Genre: Historical Romance (Regency, 1822)
Book #1 in a new series of historical romances… with a twist.
Lady Corinna Mowbray has three passions: excellent books, intelligent conversation, and disdaining the libertine Earl of Chance.
Lord Ian Chance has three pleasures: beautiful women, fast horses, and tormenting high-and-mighty Corinna Mowbray.
Neighbors for years, they’ve been at each other’s throats since they can remember. But when a twist of fate forces them to trade lives, how long will it be before they discover they cannot live without each other?
I loved this first book in Katherine Ashe’s Twist series. What a charming, creative, funny and entertaining story!
Corinna had an unconventional upbringing by Regency standards. Her father actively supported her intellectual pursuits and,instead of attending balls, she attended lectures and supported her father’s political initiatives. She travelled abroad with her aunt and uncle, returning home after her mother died to act as hostess for her father. At the age of 29 and with her bluestocking tendencies, Corinna is firmly on the shelf, but she is content hosting her own salons which attract Europe’s intellectual elite.

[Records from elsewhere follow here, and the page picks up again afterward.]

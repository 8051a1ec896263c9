//! Configuration management.
//!
//! The exporter reads a single JSON file describing the account to export
//! and how hard to push it:
//!
//! ```json
//! {
//!   "url": "https://company.example.com",
//!   "token": "secret",
//!   "export_folder": "./export",
//!   "per_page": 100,
//!   "download_threads": 8,
//!   "timeout": 30
//! }
//! ```
//!
//! Only `url`, `token` and `export_folder` are required. `HDX_TOKEN`
//! overrides the token so it can stay out of the file.

use crate::error::{Error, Result};

use serde::{Deserialize, Serialize};
use std::fs;
use std::path::{Path, PathBuf};
use std::time::Duration;

/// Name of the config file looked up in the working directory.
pub const LOCAL_CONFIG_FILE: &str = "hdx.json";

/// Largest page size the remote API accepts.
pub const MAX_PER_PAGE: u32 = 100;

/// Exporter configuration, loaded once per process.
#[derive(Debug, Clone, Serialize, Deserialize)]
pub struct Config {
    /// Base URL of the helpdesk account, without trailing slash.
    pub url: String,

    /// API token sent as the `auth_token` query parameter.
    pub token: String,

    /// Root of the export tree.
    pub export_folder: PathBuf,

    /// Page size for every listing call.
    #[serde(default = "default_per_page")]
    pub per_page: u32,

    /// Worker pool size for the batch stages. Bounds concurrent
    /// connections, so size it to the account's rate limit.
    #[serde(default = "default_download_threads")]
    pub download_threads: usize,

    /// Per-request timeout in seconds.
    #[serde(default = "default_timeout")]
    pub timeout: u64,
}

fn default_per_page() -> u32 {
    MAX_PER_PAGE
}

fn default_download_threads() -> usize {
    4
}

fn default_timeout() -> u64 {
    30
}

impl Config {
    /// Per-request timeout as a `Duration`.
    #[must_use]
    pub fn request_timeout(&self) -> Duration {
        Duration::from_secs(self.timeout)
    }

    /// Check the loaded values before any work starts.
    ///
    /// # Errors
    ///
    /// Returns `Error::Config` naming the first offending field.
    pub fn validate(&self) -> Result<()> {
        if self.url.trim().is_empty() {
            return Err(Error::Config("\"url\" must not be empty".into()));
        }
        if !self.url.starts_with("http://") && !self.url.starts_with("https://") {
            return Err(Error::Config(format!(
                "\"url\" must start with http:// or https://, got {}",
                self.url
            )));
        }
        if self.token.trim().is_empty() {
            return Err(Error::Config("\"token\" must not be empty".into()));
        }
        if self.export_folder.as_os_str().is_empty() {
            return Err(Error::Config("\"export_folder\" must not be empty".into()));
        }
        if self.per_page == 0 || self.per_page > MAX_PER_PAGE {
            return Err(Error::Config(format!(
                "\"per_page\" must be between 1 and {MAX_PER_PAGE}, got {}",
                self.per_page
            )));
        }
        if self.download_threads == 0 {
            return Err(Error::Config("\"download_threads\" must be at least 1".into()));
        }
        if self.timeout == 0 {
            return Err(Error::Config("\"timeout\" must be at least 1 second".into()));
        }
        Ok(())
    }
}

/// Per-user config location: `<config dir>/hdx/config.json`.
#[must_use]
pub fn user_config_path() -> Option<PathBuf> {
    directories::ProjectDirs::from("", "", "hdx").map(|d| d.config_dir().join("config.json"))
}

/// Resolve the config file path.
///
/// Priority:
/// 1. `explicit_path` (the `--config` flag or `HDX_CONFIG`), used as-is
/// 2. `./hdx.json`
/// 3. `<config dir>/hdx/config.json`
///
/// # Errors
///
/// Returns `Error::ConfigNotFound` listing every searched path.
pub fn resolve_config_path(explicit_path: Option<&Path>) -> Result<PathBuf> {
    let candidates: Vec<PathBuf> = match explicit_path {
        Some(path) => vec![path.to_path_buf()],
        None => std::iter::once(PathBuf::from(LOCAL_CONFIG_FILE))
            .chain(user_config_path())
            .collect(),
    };

    candidates
        .iter()
        .find(|p| p.is_file())
        .cloned()
        .ok_or(Error::ConfigNotFound {
            searched: candidates,
        })
}

/// Load and validate a config file.
///
/// # Errors
///
/// Returns `Error::Config` if the file cannot be read, parsed, or fails
/// validation.
pub fn load_config(path: &Path) -> Result<Config> {
    let content = fs::read_to_string(path).map_err(|e| {
        Error::Config(format!("Failed to read config file {}: {e}", path.display()))
    })?;

    let mut config: Config = serde_json::from_str(&content).map_err(|e| {
        Error::Config(format!("Failed to parse config file {}: {e}", path.display()))
    })?;

    if let Ok(token) = std::env::var("HDX_TOKEN") {
        if !token.is_empty() {
            config.token = token;
        }
    }

    config.url = config.url.trim_end_matches('/').to_string();
    config.validate()?;
    Ok(config)
}
//! Incremental "since date" filter.
//!
//! Decides whether a ticket's replies, comments and attachments are still
//! worth fetching. The ticket listing itself is never filtered here.

use chrono::{DateTime, Utc};

use crate::model::TicketAnchor;

/// Cutoff used when the caller gives none: every ticket is eligible.
pub const EARLIEST_CUTOFF: DateTime<Utc> = DateTime::<Utc>::MIN_UTC;

/// Whether the ticket had activity strictly after `cutoff`.
///
/// Anchors without a recorded last activity are always eligible.
#[must_use]
pub fn is_eligible(anchor: &TicketAnchor, cutoff: DateTime<Utc>) -> bool {
    anchor
        .last_activity_at
        .is_none_or(|last_activity| last_activity > cutoff)
}
//! Shell completions for `hdx`.

use std::io::{self, Write};

use clap::CommandFactory;
use clap_complete::{Shell, generate};

use crate::cli::Cli;
use crate::error::Result;

/// Write the completion script for `shell` to `out`.
pub fn write_completions(shell: Shell, out: &mut dyn Write) {
    let mut cmd = Cli::command();
    let name = cmd.get_name().to_string();
    generate(shell, &mut cmd, name, out);
}

/// Print the completion script for `shell` to stdout.
///
/// # Errors
///
/// Returns an error if stdout cannot be flushed.
pub fn execute(shell: Shell) -> Result<()> {
    let mut stdout = io::stdout().lock();
    write_completions(shell, &mut stdout);
    stdout.flush()?;
    Ok(())
}
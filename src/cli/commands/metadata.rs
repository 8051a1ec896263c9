//! Metadata dump commands (users, labels, teams, snippets, emails).

use std::path::PathBuf;

use super::{load_context, print_result, runtime};
use crate::error::Result;
use crate::export::{ExportContext, MetadataKind, export_metadata};

/// Execute a single metadata dump.
///
/// # Errors
///
/// Returns the first error; a metadata dump has nothing to salvage.
pub fn execute(kind: MetadataKind, config_path: Option<&PathBuf>, json: bool) -> Result<()> {
    let ctx = load_context(config_path)?;
    runtime()?.block_on(run(&ctx, kind, json))
}

pub(crate) async fn run(ctx: &ExportContext, kind: MetadataKind, json: bool) -> Result<()> {
    let export = export_metadata(ctx, kind).await?;
    print_result(&export, json)
}
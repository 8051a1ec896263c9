//! Per-ticket child stages: replies, comments and attachments.
//!
//! Each stage scans the tree for ticket anchors, then runs one task per
//! anchor on the bounded pool. A task reads its anchor, applies the
//! cutoff, applies the skip-if-exists rule, and only then touches the
//! network. Each stage is classified on its own, so a ticket whose
//! replies failed still gets its comments and attachments.

use std::path::Path;
use std::sync::Arc;

use tracing::{debug, error, info};

use crate::error::Result;
use crate::export::dispatch;
use crate::export::filter::is_eligible;
use crate::export::layout::{
    ATTACHMENTS_DIR, AnchorPath, REPLIES_FILE, REPLY_ATTACHMENTS_DIR, discover_anchors,
};
use crate::export::report::{
    ArtifactKind, AttachmentSummary, AttachmentTally, Outcome, Summary,
};
use crate::export::writer::{atomic_write, attachment_file_names, should_fetch, write_json};
use crate::export::{ExportContext, RunOptions};
use crate::model::ticket::load_replies;
use crate::model::{Attachment, Reply, TicketAnchor};

/// Fetch replies or comments for one ticket.
async fn save_child(
    ctx: &ExportContext,
    anchor: &AnchorPath,
    kind: ArtifactKind,
    options: RunOptions,
) -> Result<Outcome> {
    let ticket = TicketAnchor::load(anchor.file())?;

    if !is_eligible(&ticket, options.cutoff()) {
        debug!(ticket = ticket.id, %kind, "Ticket is stale");
        return Ok(Outcome::Stale);
    }

    let target = anchor.sibling(kind.file_name());
    if !should_fetch(&target, options.force) {
        debug!(ticket = ticket.id, %kind, "Skipping, already exported");
        return Ok(Outcome::Skipped);
    }

    debug!(ticket = ticket.id, %kind, "Saving");
    let items = match kind {
        ArtifactKind::Replies => ctx.client.replies(ticket.id).await?,
        ArtifactKind::Comments => ctx.client.comments(ticket.id).await?,
    };
    write_json(&target, &items)?;

    Ok(Outcome::Written)
}

/// Export replies or comments for every ticket on disk.
///
/// # Errors
///
/// Returns an error only if the ticket tree cannot be scanned; per-ticket
/// failures are logged and counted as failed.
pub async fn export_children(
    ctx: Arc<ExportContext>,
    kind: ArtifactKind,
    options: RunOptions,
) -> Result<Summary> {
    let anchors = discover_anchors(&ctx.root)?;
    info!(%kind, tickets = anchors.len(), workers = ctx.workers, "Starting parallel download");

    let workers = ctx.workers;
    let outcomes = dispatch::run(anchors, workers, move |anchor| {
        let ctx = Arc::clone(&ctx);
        async move { save_child(&ctx, &anchor, kind, options).await }
    })
    .await;

    Ok(Summary::from_outcomes(kind, &outcomes))
}

/// Download a list of attachments into `dir`, one at a time.
///
/// Each attachment is independent: a failed download is logged and
/// tallied without stopping the rest.
async fn download_all(
    ctx: &ExportContext,
    ticket_id: u64,
    attachments: &[&Attachment],
    dir: &Path,
    force: bool,
    tally: &mut AttachmentTally,
) {
    if attachments.is_empty() {
        return;
    }
    debug!(ticket = ticket_id, count = attachments.len(), dir = %dir.display(), "Attachments to download");

    let names = attachment_file_names(attachments.iter().map(|a| a.filename.as_str()));
    for (attachment, name) in attachments.iter().zip(names) {
        let target = dir.join(&name);
        if !should_fetch(&target, force) {
            debug!(ticket = ticket_id, file = %target.display(), "Skipping attachment");
            tally.add_skipped();
            continue;
        }

        let url = &attachment.url.original;
        let result = match ctx.client.download(url).await {
            Ok(body) => atomic_write(&target, &body),
            Err(e) => Err(e),
        };
        match result {
            Ok(()) => tally.add_downloaded(),
            Err(e) => {
                error!(ticket = ticket_id, url = %url, error = %e, "Failed to download attachment");
                tally.add_failed();
            }
        }
    }
}

/// Fetch ticket and reply attachments for one ticket.
async fn save_attachments(
    ctx: &ExportContext,
    anchor: &AnchorPath,
    options: RunOptions,
) -> Result<AttachmentTally> {
    let ticket = TicketAnchor::load(anchor.file())?;

    if !is_eligible(&ticket, options.cutoff()) {
        debug!(ticket = ticket.id, "Ticket is stale, skipping attachments");
        return Ok(AttachmentTally::stale());
    }

    let mut tally = AttachmentTally::default();

    let own: Vec<&Attachment> = ticket.content.attachments.iter().collect();
    download_all(
        ctx,
        ticket.id,
        &own,
        &anchor.sibling(ATTACHMENTS_DIR),
        options.force,
        &mut tally,
    )
    .await;

    // Reply attachments are only known once replies have been exported.
    let replies_file = anchor.sibling(REPLIES_FILE);
    if replies_file.exists() {
        match load_replies(&replies_file) {
            Ok(replies) => {
                let nested: Vec<&Attachment> =
                    replies.iter().flat_map(Reply::attachments).collect();
                download_all(
                    ctx,
                    ticket.id,
                    &nested,
                    &anchor.sibling(REPLY_ATTACHMENTS_DIR),
                    options.force,
                    &mut tally,
                )
                .await;
            }
            Err(e) => {
                error!(ticket = ticket.id, error = %e, "Cannot read replies for attachments");
                tally.add_failed();
            }
        }
    }

    Ok(tally)
}

/// Export attachments for every ticket on disk.
///
/// # Errors
///
/// Returns an error only if the ticket tree cannot be scanned.
pub async fn export_attachments(
    ctx: Arc<ExportContext>,
    options: RunOptions,
) -> Result<AttachmentSummary> {
    let anchors = discover_anchors(&ctx.root)?;
    info!(tickets = anchors.len(), workers = ctx.workers, "Starting attachment download");

    let workers = ctx.workers;
    let tallies = dispatch::run(anchors, workers, move |anchor| {
        let ctx = Arc::clone(&ctx);
        async move { save_attachments(&ctx, &anchor, options).await }
    })
    .await;

    Ok(AttachmentSummary::from_tallies(&tallies))
}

Ian’s late father was a gambler and a cheat whose dishonourable actions brought disgrace to the family. Needing to put as much distance between himself and the father he despised, Ian left for London where his reputation for horse racing, gambling and beautiful, unmarried women convinced society that he’d turned out just like his father. Instead he has worked hard to restore the family’s honour and fortunes.
Although childhood neighbours, Ian and Corinna have detested each other for the past twenty years. Every time their paths cross, an argument erupts with barbed insults hurled on both sides. However, one such argument has unexpected consequences which allows them to see each other in a completely new light (in more ways than one!).
While I enjoyed their cutting exchanges, I also appreciated how much pain it caused to each of them. Words and actions of the past had left wounds that have never healed and they have continued to fan the flames of their mutual contempt.
It may not appeal to Historical Romance purists but I loved the unusual “Freaky Friday” twist because the scenes where Ian and Corinna are having to live in each other’s bodies are so well written and often funny.
If Ian was obliged to eat another teacake or drink another cup of tepid swill he would vomit it all up in the middle of the Duchess of Hammershire’s drawing room. The corset bound his ribs and stomach with an iron grip. He had divested any number of women of stays, but he’d never understood before how damn uncomfortable they were to wear. How a woman ate more than a soupçon of food at a time, he hadn’t the foggiest.
Corinna refused to cry. The dratted thing would not go away, but she could not let it best her. As a person of reason and sense, she would conquer the beast. Man’s animal nature must perforce be sublimated to moral right and intellectual strength. Hadn’t the Roman moralist Seneca said something like that?
The trouble was, the more she thought about it, the larger it seemed to grow. She stared at her lap, the fine linen nightshirt tenting at her hips, and groaned in frustration.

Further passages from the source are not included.